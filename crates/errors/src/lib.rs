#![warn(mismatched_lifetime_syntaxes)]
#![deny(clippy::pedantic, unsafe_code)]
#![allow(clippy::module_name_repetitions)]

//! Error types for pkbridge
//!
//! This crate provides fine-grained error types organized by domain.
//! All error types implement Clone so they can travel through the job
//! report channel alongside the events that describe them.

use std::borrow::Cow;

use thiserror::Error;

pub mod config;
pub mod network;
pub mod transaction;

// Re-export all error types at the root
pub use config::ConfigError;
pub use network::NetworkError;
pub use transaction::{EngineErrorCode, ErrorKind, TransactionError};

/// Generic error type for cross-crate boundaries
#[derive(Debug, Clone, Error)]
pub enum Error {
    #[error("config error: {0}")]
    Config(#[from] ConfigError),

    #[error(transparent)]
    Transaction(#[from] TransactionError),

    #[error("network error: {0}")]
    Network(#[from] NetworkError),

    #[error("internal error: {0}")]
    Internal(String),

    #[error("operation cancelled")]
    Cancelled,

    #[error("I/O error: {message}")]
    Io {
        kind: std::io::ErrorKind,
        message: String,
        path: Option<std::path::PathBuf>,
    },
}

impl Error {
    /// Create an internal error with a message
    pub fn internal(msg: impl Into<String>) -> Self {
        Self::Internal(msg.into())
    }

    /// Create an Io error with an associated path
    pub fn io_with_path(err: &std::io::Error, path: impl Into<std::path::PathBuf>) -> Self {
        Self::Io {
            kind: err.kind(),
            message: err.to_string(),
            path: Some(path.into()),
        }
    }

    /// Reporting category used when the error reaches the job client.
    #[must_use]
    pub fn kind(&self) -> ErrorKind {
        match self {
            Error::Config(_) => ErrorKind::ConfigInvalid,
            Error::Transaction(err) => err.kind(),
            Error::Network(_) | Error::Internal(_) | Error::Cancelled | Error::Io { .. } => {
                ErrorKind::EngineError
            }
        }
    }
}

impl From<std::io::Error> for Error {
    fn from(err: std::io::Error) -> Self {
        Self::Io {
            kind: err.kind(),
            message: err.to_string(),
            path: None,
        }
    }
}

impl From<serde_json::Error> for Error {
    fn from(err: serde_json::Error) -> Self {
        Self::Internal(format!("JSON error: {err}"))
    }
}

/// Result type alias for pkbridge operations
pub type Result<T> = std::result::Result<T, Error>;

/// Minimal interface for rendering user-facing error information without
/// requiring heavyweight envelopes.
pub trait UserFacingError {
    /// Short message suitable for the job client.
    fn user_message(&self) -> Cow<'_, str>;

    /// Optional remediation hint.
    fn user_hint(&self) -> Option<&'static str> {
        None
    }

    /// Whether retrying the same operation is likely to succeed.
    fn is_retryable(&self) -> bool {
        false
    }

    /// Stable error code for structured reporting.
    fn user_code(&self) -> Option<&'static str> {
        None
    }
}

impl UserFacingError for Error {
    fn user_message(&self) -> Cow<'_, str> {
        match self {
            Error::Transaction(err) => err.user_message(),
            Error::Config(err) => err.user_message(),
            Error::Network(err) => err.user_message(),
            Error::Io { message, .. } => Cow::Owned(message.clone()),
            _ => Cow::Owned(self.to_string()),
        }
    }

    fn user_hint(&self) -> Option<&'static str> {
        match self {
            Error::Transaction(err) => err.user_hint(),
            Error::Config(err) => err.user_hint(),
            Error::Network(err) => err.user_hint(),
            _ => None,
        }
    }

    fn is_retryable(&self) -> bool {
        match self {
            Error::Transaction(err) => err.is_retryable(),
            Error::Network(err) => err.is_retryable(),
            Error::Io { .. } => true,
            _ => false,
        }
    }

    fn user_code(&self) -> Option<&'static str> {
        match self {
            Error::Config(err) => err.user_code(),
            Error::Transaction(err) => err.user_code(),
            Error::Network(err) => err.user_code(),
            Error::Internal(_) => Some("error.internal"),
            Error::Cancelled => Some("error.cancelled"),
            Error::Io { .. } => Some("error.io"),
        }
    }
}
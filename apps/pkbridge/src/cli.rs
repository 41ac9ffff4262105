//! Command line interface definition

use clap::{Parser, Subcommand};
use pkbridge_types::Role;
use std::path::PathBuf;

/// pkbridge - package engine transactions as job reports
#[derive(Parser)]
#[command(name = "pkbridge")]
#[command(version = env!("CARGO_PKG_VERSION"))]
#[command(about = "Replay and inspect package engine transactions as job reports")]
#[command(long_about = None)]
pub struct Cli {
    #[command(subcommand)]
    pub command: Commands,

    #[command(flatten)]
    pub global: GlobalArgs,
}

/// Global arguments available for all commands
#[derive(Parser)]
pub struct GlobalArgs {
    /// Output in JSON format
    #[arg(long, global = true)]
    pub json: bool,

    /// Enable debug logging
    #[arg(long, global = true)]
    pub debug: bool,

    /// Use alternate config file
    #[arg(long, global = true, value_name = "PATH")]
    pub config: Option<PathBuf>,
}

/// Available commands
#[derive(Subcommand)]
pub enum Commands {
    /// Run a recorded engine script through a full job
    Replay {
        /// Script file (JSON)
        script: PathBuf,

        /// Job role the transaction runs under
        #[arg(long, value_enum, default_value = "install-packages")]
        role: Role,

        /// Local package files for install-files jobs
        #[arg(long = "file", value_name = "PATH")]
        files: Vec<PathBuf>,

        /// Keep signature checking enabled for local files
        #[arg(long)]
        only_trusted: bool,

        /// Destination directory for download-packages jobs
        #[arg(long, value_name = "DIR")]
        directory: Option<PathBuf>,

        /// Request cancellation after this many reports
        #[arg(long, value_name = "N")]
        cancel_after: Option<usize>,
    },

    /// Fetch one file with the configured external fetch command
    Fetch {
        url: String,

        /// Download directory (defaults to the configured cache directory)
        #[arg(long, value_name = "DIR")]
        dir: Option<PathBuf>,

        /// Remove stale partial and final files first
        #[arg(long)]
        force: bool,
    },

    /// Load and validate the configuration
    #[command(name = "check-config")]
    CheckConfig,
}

════════

-- Exercise directions --
Copy each line of the records containing the string "GlobalArgs".

-- Answer --
    pub global: GlobalArgs,
pub struct GlobalArgs {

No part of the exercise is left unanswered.